Sujata: One, we have to eat. Two, I don’t want the aliens to suspect that I’m on to them, do I? Plus it’s fun to have a role in the construction of the universe. Hey, don’t look at me like that! I don’t really believe this shit! I like making things up, in case you haven’t figured it out by now!
Over the next few days Sujata went about her life doing what was expected of her, in a blind and oblivious fashion. She had to play the game for now. That’s what everyone else did, didn’t they? Step around each other in polite little circles, mouthing scripted lines, as though from a play. When the actor realizes it’s just a play, what can the actor do but continue to repeat her words? When there are no words she can come up with as a substitute?
In the evenings she wrote furiously on sticky notes until she ran out of room on the white wall. She stuck some around her mother’s little altar, so that they formed colorful little haloes around the Buddha, the Nataraja, the garish Lakshmi, and Jesus.
Sujata’s Cosmic Censorship Principle: All material objects are surrounded by clouds of ambiguity—which may be virtual particles or prejudices or paradigms. Nothing in the universe is naked.
Sujata’s Cosmic Uncertainty Principle: The universe exists as a superposition of unformed possibilities for theorists to speculate about, and experimenters to discover. The alien technicians set things up so that the “discovery” causes a possibility or a combination thereof to become “real.”
She submitted her paper on the Higgs boson (the straightforward one) without bothering to review it, and began work on “The Higgs Field Considered as a Metaphor for the Entanglement of Matter in Time.”
Just as the Higgs field gives mass to matter through coupling with various particles to different degrees, so does an analogous field tangle us in linear time, like a leaf carried by a river.
De-couple from that field, and you can wander outside of linear time.

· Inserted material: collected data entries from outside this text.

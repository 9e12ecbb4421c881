mod cli;

use std::process;

use fairway::config::Config;

fn main() {
    tracing_subscriber::fmt()
        .with_writer(std::io::stderr)
        .with_env_filter(
            tracing_subscriber::EnvFilter::try_from_default_env()
                .unwrap_or_else(|_| tracing_subscriber::EnvFilter::new("warn")),
        )
        .init();

    let config = match Config::load() {
        Ok(c) => c,
        Err(e) => {
            eprintln!("Failed to load config: {e}");
            process::exit(1);
        }
    };

    if let Err(e) = cli::run(&config) {
        eprintln!("Error: {e}");
        process::exit(1);
    }
}
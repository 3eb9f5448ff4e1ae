//! Task graph orchestration.
//!
//! A run is a DAG of [`Node`]s over [`SharedState`](tribunal_core::SharedState).
//! Nodes whose predecessors have all completed are spawned together; each
//! receives a snapshot of the merged state at spawn time and returns a
//! partial [`StateUpdate`](tribunal_core::StateUpdate) that is merged when it
//! completes. Evidence, opinions and errors merge by reducer, so the
//! completion order of siblings never changes the result.
//!
//! Structural problems (cycles, unknown predecessors, two unordered writers
//! of a plain field) are rejected by [`GraphBuilder::build`] before anything
//! runs.

mod builder;
mod executor;
mod node;

pub use builder::{GraphBuilder, TaskGraph, ENTRY_NODE};
pub use node::{Node, NodeError, SafeNode};

use thiserror::Error;
use tribunal_core::StateField;

use crate::facts::SecurityError;

#[derive(Error, Debug)]
pub enum GraphError {
    #[error("node '{node}' depends on unknown node '{predecessor}'")]
    UnknownNode { node: String, predecessor: String },

    #[error("node '{0}' registered twice")]
    DuplicateNode(String),

    #[error("cycle detected among nodes: {}", .0.join(", "))]
    Cycle(Vec<String>),

    #[error("invalid entry point: {0}")]
    InvalidEntry(String),

    #[error("node '{node}' writes undeclared field '{field}'")]
    UndeclaredWrite { node: String, field: StateField },

    #[error("nodes '{first}' and '{second}' may both write '{field}' concurrently")]
    ConflictingWriters {
        field: StateField,
        first: String,
        second: String,
    },

    #[error("node '{node}' failed: {message}")]
    NodeFailed { node: String, message: String },

    #[error("security violation in node '{node}': {source}")]
    Fatal {
        node: String,
        #[source]
        source: SecurityError,
    },

    #[error("node task aborted: {0}")]
    Join(String),
}

impl GraphError {
    /// Security violations abort the run regardless of failure policy.
    pub fn is_fatal(&self) -> bool {
        matches!(self, GraphError::Fatal { .. })
    }
}
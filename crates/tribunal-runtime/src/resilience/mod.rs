//! Resilience patterns for evaluator calls.
//!
//! - Circuit breaker per evaluator role
//! - Token budgets (global and per evaluator)
//! - Retry with jittered exponential backoff for transient provider errors

mod budget;
mod circuit_breaker;
mod retry;

pub use budget::{BudgetTracker, LlmUsage};
pub use circuit_breaker::{CircuitBreaker, CircuitBreakerConfig, CircuitState};
pub use retry::{retry_transient, JitteredBackoff, JitteredBuilder, RetryOutcome};
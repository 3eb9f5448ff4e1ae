//! Evaluator response pipeline.
//!
//! One [`Evaluator`] per persona. For each criterion it runs:
//!
//! 1. context: filter, rank and truncate the evidence pool
//! 2. provider call with per-attempt timeout and jittered retry
//! 3. coercion cascade over whatever shape came back
//! 4. guard rails (score range, argument length, citations)
//! 5. grounding against the evidence pool
//!
//! `evaluate` never fails. Open circuits, exhausted budgets, quota errors
//! and permanent provider errors all degrade to a neutral opinion.

pub mod coercion;
pub mod persona;

use std::sync::Arc;

use tracing::{debug, info, warn};
use tribunal_core::{EvaluatorRole, EvidenceMap, Opinion, RubricConfig, RubricDimension};

use crate::cache::{OpinionCache, OpinionKey};
use crate::config::{ContextConfig, RetryConfig, RuntimeConfig};
use crate::evidence::{build_context, ground_opinion, GroundingPolicy};
use crate::prompts::{build_user_message, opinion_schema};
use crate::providers::{ChatMessage, CompletionConfig, CompletionResponse, LlmProvider, ProviderError};
use crate::resilience::{retry_transient, BudgetTracker, CircuitBreaker};

pub use coercion::{apply_guard_rails, coerce, CoercionStage, Coerced, ProviderResponse, RawOpinion};
pub use persona::EvaluatorPersona;

/// State shared by every evaluator in a run.
#[derive(Clone)]
pub struct EvaluatorResources {
    pub circuit_breaker: Arc<CircuitBreaker>,
    pub budget: Arc<BudgetTracker>,
    pub cache: Option<Arc<OpinionCache>>,
    pub grounding: Arc<GroundingPolicy>,
}

impl EvaluatorResources {
    pub fn from_config(config: &RuntimeConfig) -> Self {
        Self {
            circuit_breaker: Arc::new(CircuitBreaker::new(config.circuit_breaker.clone())),
            budget: Arc::new(BudgetTracker::new(
                config.budgets.global_max_tokens,
                config.budgets.per_evaluator_max_tokens,
            )),
            cache: OpinionCache::from_config(&config.cache).map(Arc::new),
            grounding: Arc::new(GroundingPolicy::default()),
        }
    }
}

pub struct Evaluator {
    persona: EvaluatorPersona,
    provider: Arc<dyn LlmProvider>,
    completion: CompletionConfig,
    retry: RetryConfig,
    context_limits: ContextConfig,
    resources: EvaluatorResources,
}

impl Evaluator {
    pub fn new(
        role: EvaluatorRole,
        provider: Arc<dyn LlmProvider>,
        config: &RuntimeConfig,
        resources: EvaluatorResources,
    ) -> Self {
        let completion = CompletionConfig {
            response_schema: Some(opinion_schema()),
            ..config.completion_config()
        };

        Self {
            persona: EvaluatorPersona::for_role(role),
            provider,
            completion,
            retry: config.retry.clone(),
            context_limits: config.context.clone(),
            resources,
        }
    }

    pub fn role(&self) -> EvaluatorRole {
        self.persona.role
    }

    pub fn persona(&self) -> &EvaluatorPersona {
        &self.persona
    }

    /// Produce a grounded opinion on one criterion.
    pub async fn evaluate(&self, dimension: &RubricDimension, evidences: &EvidenceMap) -> Opinion {
        let role = self.role();
        let context = build_context(evidences, dimension.target_artifact, &self.context_limits);
        let key = OpinionKey::new(role, &dimension.id, context.fingerprint(), &self.completion.model);

        if let Some(cache) = &self.resources.cache {
            if let Some(opinion) = cache.get(&key).await {
                debug!(evaluator = %role, criterion = %dimension.id, "Opinion served from cache");
                self.resources.budget.record_cache_hit();
                return opinion;
            }
        }

        if self.resources.circuit_breaker.is_open(role) {
            warn!(evaluator = %role, criterion = %dimension.id, "Circuit open, emitting neutral opinion");
            return Opinion::neutral(role, &dimension.id, "provider circuit is open for this evaluator");
        }

        let user_message = build_user_message(dimension, role, &context.text);
        let estimated_tokens = self.provider.estimate_tokens(&self.persona.system_prompt)
            + self.provider.estimate_tokens(&user_message)
            + self.completion.max_tokens;
        if !self.resources.budget.can_afford(role, estimated_tokens) {
            warn!(
                evaluator = %role,
                criterion = %dimension.id,
                estimated_tokens,
                "Token budget exhausted, emitting neutral opinion"
            );
            return Opinion::neutral(role, &dimension.id, "token budget exhausted");
        }

        let messages = vec![
            ChatMessage::system(self.persona.system_prompt.clone()),
            ChatMessage::user(user_message),
        ];
        let label = format!("{}:{}", role.key(), dimension.id);
        let outcome = retry_transient(&self.retry, &label, || self.call_provider(messages.clone())).await;
        self.resources.budget.record_retries(outcome.retries);

        match outcome.result {
            Ok(response) => {
                self.resources.circuit_breaker.record_success(role);
                self.resources
                    .budget
                    .record_usage(role, &response.usage, &response.model);

                let coerced = coerce(ProviderResponse::from(response));
                if coerced.stage != CoercionStage::Typed {
                    debug!(evaluator = %role, criterion = %dimension.id, stage = ?coerced.stage, "Provider output coerced");
                }
                let cacheable = coerced.stage != CoercionStage::Malformed;

                let opinion = apply_guard_rails(role, &dimension.id, coerced.payload);
                let (grounded, report) = ground_opinion(&opinion, evidences, &self.resources.grounding);
                if !report.is_clean() {
                    info!(
                        evaluator = %role,
                        criterion = %dimension.id,
                        redacted = report.redacted_references.len(),
                        dropped_sentences = report.dropped_sentences,
                        contradictions = report.contradictions.len(),
                        penalty = report.penalty,
                        reward = report.reward,
                        "Opinion grounded"
                    );
                }

                if cacheable {
                    if let Some(cache) = &self.resources.cache {
                        cache.insert(key, grounded.clone()).await;
                    }
                }
                grounded
            }
            Err(err) if err.is_exhausted() => {
                warn!(evaluator = %role, criterion = %dimension.id, error = %err, "Provider quota exhausted");
                Opinion::neutral(role, &dimension.id, "provider quota exhausted")
            }
            Err(err) => {
                self.resources.circuit_breaker.record_failure(role);
                warn!(evaluator = %role, criterion = %dimension.id, error = %err, "Provider call failed");
                Opinion::neutral(role, &dimension.id, &format!("provider error ({})", err))
            }
        }
    }

    /// Opinions on every criterion of the rubric, in rubric order.
    pub async fn evaluate_all(&self, rubric: &RubricConfig, evidences: &EvidenceMap) -> Vec<Opinion> {
        let mut opinions = Vec::with_capacity(rubric.dimensions.len());
        for dimension in &rubric.dimensions {
            opinions.push(self.evaluate(dimension, evidences).await);
        }
        opinions
    }

    async fn call_provider(&self, messages: Vec<ChatMessage>) -> Result<CompletionResponse, ProviderError> {
        let timeout = self.completion.timeout;
        match tokio::time::timeout(timeout, self.provider.complete(messages, &self.completion)).await {
            Ok(result) => result,
            Err(_) => Err(ProviderError::Timeout(timeout)),
        }
    }
}
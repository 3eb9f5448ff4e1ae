//! Rubric loading and validation.
//!
//! Rubrics are structured data validated against `schema/rubric.schema.json`
//! before they are deserialized into typed configuration.

mod parser;
mod policy;
mod schema;

pub use parser::{RubricConfig, RubricDimension, RubricError, RubricMetadata};
pub use policy::PolicyRules;
pub use schema::{is_valid_rubric, validate_rubric_schema};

Aliens do not want you to do this because then you can see what they’ve been up to.
The thought came to Sujata then that the people she called deadjims must be able to do such a thing, that if she was turning into a deadjim too, she should be able to walk off linear time and see what the aliens were up to, if they were really there.
Sujata had been fourteen when she had first realized there was something strange about the universe. It happened when she began to notice that whenever she drew a graph, within a day or two she would see the shape of it in the real world: a city skyline, the planes of a face, the curving of a stair railing in a tall building. When she drew her first world-line, in her relativity class in high school, the road appeared before her for the first time. It took a few of these ghostly visitations for her to realize that the road was nothing but a world-line, her world-line, her path in life through space and time, made real, or as real as a vision could get. After that first time, the road appeared at random intervals, without warning. She had learned early in life that the universe was more than the notions of theorists and pundits.

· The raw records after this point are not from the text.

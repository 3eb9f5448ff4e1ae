//! Retry with jittered exponential backoff.
//!
//! The delay before retry `n` (counting from 0) is
//! `min(max_delay, base_delay * 2^n)` plus a uniform jitter in
//! `[0, jitter_ratio * delay]`. Only errors the caller marks transient are
//! retried; everything else surfaces after the first attempt.

use backon::{BackoffBuilder, Retryable};
use rand::Rng;
use std::future::Future;
use std::sync::atomic::{AtomicU32, Ordering};
use std::time::Duration;

use crate::config::RetryConfig;
use crate::providers::ProviderError;

/// Builder for [`JitteredBackoff`].
#[derive(Debug, Clone, Copy)]
pub struct JitteredBuilder {
    base_delay: Duration,
    max_delay: Duration,
    jitter_ratio: f64,
    max_retries: u32,
}

impl JitteredBuilder {
    pub fn new(config: &RetryConfig) -> Self {
        Self {
            base_delay: config.base_delay,
            max_delay: config.max_delay,
            jitter_ratio: config.jitter_ratio.clamp(0.0, 1.0),
            max_retries: config.max_retries,
        }
    }
}

impl BackoffBuilder for JitteredBuilder {
    type Backoff = JitteredBackoff;

    fn build(self) -> Self::Backoff {
        JitteredBackoff {
            config: self,
            attempt: 0,
        }
    }
}

/// Iterator of delays; yields `max_retries` items then stops.
#[derive(Debug)]
pub struct JitteredBackoff {
    config: JitteredBuilder,
    attempt: u32,
}

impl JitteredBackoff {
    fn base_for(&self, attempt: u32) -> Duration {
        let factor = 2u32.checked_pow(attempt).unwrap_or(u32::MAX);
        self.config
            .base_delay
            .checked_mul(factor)
            .unwrap_or(self.config.max_delay)
            .min(self.config.max_delay)
    }
}

impl Iterator for JitteredBackoff {
    type Item = Duration;

    fn next(&mut self) -> Option<Duration> {
        if self.attempt >= self.config.max_retries {
            return None;
        }
        let delay = self.base_for(self.attempt);
        self.attempt += 1;

        let spread = delay.as_secs_f64() * self.config.jitter_ratio;
        let jitter = if spread > 0.0 {
            rand::thread_rng().gen_range(0.0..=spread)
        } else {
            0.0
        };
        Some(delay + Duration::from_secs_f64(jitter))
    }
}

/// Result of a retried operation plus how many retries it took.
#[derive(Debug)]
pub struct RetryOutcome<T> {
    pub result: Result<T, ProviderError>,
    pub retries: u32,
}

/// Run `operation`, retrying transient provider errors per `config`.
pub async fn retry_transient<T, F, Fut>(config: &RetryConfig, label: &str, operation: F) -> RetryOutcome<T>
where
    F: FnMut() -> Fut,
    Fut: Future<Output = Result<T, ProviderError>>,
{
    let retries = AtomicU32::new(0);

    let result = operation
        .retry(JitteredBuilder::new(config))
        .sleep(tokio::time::sleep)
        .when(|e: &ProviderError| e.is_transient())
        .notify(|err: &ProviderError, delay: Duration| {
            let attempt = retries.fetch_add(1, Ordering::SeqCst) + 1;
            tracing::warn!(
                operation = %label,
                attempt,
                delay_ms = delay.as_millis() as u64,
                error = %err,
                "Transient provider failure, retrying"
            );
        })
        .await;

    RetryOutcome {
        result,
        retries: retries.load(Ordering::SeqCst),
    }
}

#[cfg(test)]
mod tests {
    use super::*;

    fn config(max_retries: u32, jitter_ratio: f64) -> RetryConfig {
        RetryConfig {
            max_retries,
            base_delay: Duration::from_secs(1),
            max_delay: Duration::from_secs(8),
            jitter_ratio,
        }
    }

    #[test]
    fn test_delays_double_and_cap() {
        let delays: Vec<Duration> = JitteredBuilder::new(&config(6, 0.0)).build().collect();
        let secs: Vec<u64> = delays.iter().map(|d| d.as_secs()).collect();
        assert_eq!(secs, vec![1, 2, 4, 8, 8, 8]);
    }

    #[test]
    fn test_jitter_stays_within_ratio() {
        for delay in JitteredBuilder::new(&config(4, 0.25)).build().enumerate() {
            let (attempt, delay) = delay;
            let base = Duration::from_secs(1 << attempt).min(Duration::from_secs(8));
            assert!(delay >= base);
            assert!(delay <= base + base.mul_f64(0.25));
        }
    }

    #[test]
    fn test_zero_retries_yields_nothing() {
        assert_eq!(JitteredBuilder::new(&config(0, 0.25)).build().count(), 0);
    }

    #[tokio::test(start_paused = true)]
    async fn test_non_transient_errors_are_not_retried() {
        let calls = AtomicU32::new(0);
        let outcome: RetryOutcome<()> = retry_transient(&config(3, 0.0), "test", || {
            calls.fetch_add(1, Ordering::SeqCst);
            async { Err(ProviderError::AuthError) }
        })
        .await;

        assert!(outcome.result.is_err());
        assert_eq!(outcome.retries, 0);
        assert_eq!(calls.load(Ordering::SeqCst), 1);
    }

    #[tokio::test(start_paused = true)]
    async fn test_gives_up_after_max_retries() {
        let calls = AtomicU32::new(0);
        let outcome: RetryOutcome<()> = retry_transient(&config(2, 0.0), "test", || {
            calls.fetch_add(1, Ordering::SeqCst);
            async { Err(ProviderError::Overloaded("busy".into())) }
        })
        .await;

        assert!(matches!(outcome.result, Err(ProviderError::Overloaded(_))));
        assert_eq!(outcome.retries, 2);
        assert_eq!(calls.load(Ordering::SeqCst), 3);
    }
}
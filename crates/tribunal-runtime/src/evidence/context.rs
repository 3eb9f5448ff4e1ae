//! Evidence context handed to an evaluator.
//!
//! The pool is filtered to producers relevant to the criterion's target
//! artifact, ranked by confidence, deduplicated and truncated so the prompt
//! stays inside a fixed character budget.

use std::collections::hash_map::DefaultHasher;
use std::collections::HashSet;
use std::hash::{Hash, Hasher};

use tribunal_core::{normalize_location, Evidence, EvidenceMap, TargetArtifact};

use super::producers;
use crate::config::ContextConfig;

/// Characters of content compared when deciding two items are duplicates.
const DEDUP_PREFIX_CHARS: usize = 48;

/// The artifact a producer reports on. Unknown producers feed every criterion.
pub fn artifact_for_producer(producer: &str) -> Option<TargetArtifact> {
    match producer {
        producers::REPO_INVESTIGATOR => Some(TargetArtifact::Repo),
        producers::DOCUMENT_ANALYST | producers::VISION_INSPECTOR | producers::CROSS_REFERENCE => {
            Some(TargetArtifact::Document)
        }
        _ => None,
    }
}

/// Rendered context plus the items it was built from.
#[derive(Debug, Clone)]
pub struct EvidenceContext {
    pub text: String,
    pub items: Vec<Evidence>,
}

impl EvidenceContext {
    /// Stable hash of the rendered text, used in cache keys.
    pub fn fingerprint(&self) -> u64 {
        let mut hasher = DefaultHasher::new();
        self.text.hash(&mut hasher);
        hasher.finish()
    }

    pub fn is_empty(&self) -> bool {
        self.items.is_empty()
    }
}

/// Build the context for one criterion.
pub fn build_context(evidences: &EvidenceMap, target: TargetArtifact, limits: &ContextConfig) -> EvidenceContext {
    let mut text = String::new();
    let mut items = Vec::new();

    'producers: for (producer, pool) in evidences {
        if artifact_for_producer(producer).map_or(false, |artifact| artifact != target) {
            continue;
        }

        let selected = rank_and_dedup(pool, limits.max_items_per_producer);
        if selected.is_empty() {
            continue;
        }

        let header = format!("## {}\n", producer);
        if !push_bounded(&mut text, &header, limits.max_context_chars) {
            break;
        }

        for evidence in selected {
            let line = render_item(evidence, limits.max_content_chars);
            if !push_bounded(&mut text, &line, limits.max_context_chars) {
                items.push(evidence.clone());
                break 'producers;
            }
            items.push(evidence.clone());
        }
    }

    EvidenceContext { text, items }
}

/// Highest confidence first, near-duplicates dropped, at most `limit` items.
fn rank_and_dedup(pool: &[Evidence], limit: usize) -> Vec<&Evidence> {
    let mut ranked: Vec<&Evidence> = pool.iter().collect();
    // Stable sort keeps producer order among equal confidences
    ranked.sort_by(|a, b| b.confidence.total_cmp(&a.confidence));

    let mut seen = HashSet::new();
    ranked
        .into_iter()
        .filter(|e| seen.insert(dedup_key(e)))
        .take(limit)
        .collect()
}

fn dedup_key(evidence: &Evidence) -> (String, String) {
    let prefix: String = evidence
        .content
        .as_deref()
        .unwrap_or_default()
        .split_whitespace()
        .collect::<Vec<_>>()
        .join(" ")
        .to_lowercase()
        .chars()
        .take(DEDUP_PREFIX_CHARS)
        .collect();
    (normalize_location(&evidence.location), prefix)
}

fn render_item(evidence: &Evidence, max_content_chars: usize) -> String {
    let status = if evidence.found { "FOUND" } else { "NOT FOUND" };
    let mut line = format!(
        "- [{}] {} (confidence {:.2})",
        status, evidence.location, evidence.confidence
    );
    if let Some(content) = evidence.content.as_deref().filter(|c| !c.trim().is_empty()) {
        line.push_str(": ");
        line.push_str(&truncate_chars(content.trim(), max_content_chars));
    }
    line.push('\n');
    line
}

/// Truncate to `max` characters, marking the cut with `...`.
pub fn truncate_chars(text: &str, max: usize) -> String {
    if text.chars().count() <= max {
        return text.to_string();
    }
    let mut cut: String = text.chars().take(max).collect();
    cut.push_str("...");
    cut
}

/// Append as much of `chunk` as fits; false once the budget is spent.
fn push_bounded(text: &mut String, chunk: &str, budget: usize) -> bool {
    let used = text.chars().count();
    let remaining = budget.saturating_sub(used);
    if remaining == 0 {
        return false;
    }
    if chunk.chars().count() <= remaining {
        text.push_str(chunk);
        true
    } else {
        text.extend(chunk.chars().take(remaining));
        false
    }
}
//! Synthesis policy toggles.
//!
//! `synthesis_rules` is a flat map of named toggles. Unknown keys are ignored.
//! Values may be booleans or free-text rule descriptions; a description
//! counts as enabling the rule.

use serde::{Deserialize, Serialize};
use serde_json::Value as JsonValue;
use std::collections::BTreeMap;

const SECURITY_OVERRIDE: &str = "security_override";
const MISSING_ARTIFACT_CAP: &[&str] = &["missing_artifact_cap", "missing_vision_cap"];
const HIGH_VARIANCE_MISSING_EVIDENCE: &str = "high_variance_missing_evidence";

/// Resolved policy toggles consumed by the synthesizer.
#[derive(Debug, Clone, Copy, PartialEq, Eq, Serialize, Deserialize)]
pub struct PolicyRules {
    /// Critic score 1 with a security concern caps the criterion at 3.
    ///
    /// On unless the rubric explicitly disables it.
    pub security_override: bool,

    /// A criterion whose target artifact produced no evidence is capped at 4.
    pub missing_artifact_cap: bool,

    /// With the cap above, high variance lowers the cap to 3.
    pub high_variance_missing_evidence: bool,
}

impl Default for PolicyRules {
    fn default() -> Self {
        Self {
            security_override: true,
            missing_artifact_cap: false,
            high_variance_missing_evidence: false,
        }
    }
}

impl PolicyRules {
    /// Resolve toggles from a rubric's `synthesis_rules` map.
    pub fn from_rules(rules: &BTreeMap<String, JsonValue>) -> Self {
        let security_override = match rules.get(SECURITY_OVERRIDE) {
            Some(value) => is_active(value),
            None => true,
        };

        Self {
            security_override,
            missing_artifact_cap: MISSING_ARTIFACT_CAP
                .iter()
                .any(|key| rules.get(*key).map(is_active).unwrap_or(false)),
            high_variance_missing_evidence: rules
                .get(HIGH_VARIANCE_MISSING_EVIDENCE)
                .map(is_active)
                .unwrap_or(false),
        }
    }
}

fn is_active(value: &JsonValue) -> bool {
    match value {
        JsonValue::Bool(flag) => *flag,
        JsonValue::String(text) => {
            let text = text.trim().to_ascii_lowercase();
            !text.is_empty() && !matches!(text.as_str(), "false" | "off" | "disabled" | "0" | "no")
        }
        _ => false,
    }
}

As she remembered this, a thought came to her. She had been chewing the end of her pen; she set it down on an untouched plate of fish tacos. She marched up to the white wall and glared at it, and demanded silently that the road appear. This had never worked before. Her head hurt; the sticky notes swam before her eyes. There was a shimmer and a crackle, and the smell of hot plastic and cinnamon. There, before her, was the road.
——
This time she did walk up to the demarcation, the place where the road ended. At first the road seemed to make a half-hearted effort to maintain a distance between Sujata and the clean finish line, but her fury carried her forward until she was at the blank wall where the road stopped. She took a deep breath, tucked a stray tendril of hair behind her right ear, and walked through the wall.
She found herself on the lawn outside her house. The neighborhood was simultaneously familiar and different. She could tell that everything around was a hastily put-together construct. She didn’t know how she could tell, because it looked the same. But some inner eye had opened within her. She had wandered backstage at last, and she could see, in a manner of speaking, the supports for the stage-sets, the gantries, the unpainted cardboard backs of the façade that made up reality. She walked around like a child, eyes round with wonder, and saw that her own life was nothing—all her theories and assumptions, her hypotheses about particles or people, were as intangible and meaningless as the cobwebs you brush away from your face when you enter a dark, abandoned room. Even meaning had no meaning. It was all a goddamned sham.
The why of it bothered her, though. Why would the aliens take all this trouble to deceive? What was in it for them?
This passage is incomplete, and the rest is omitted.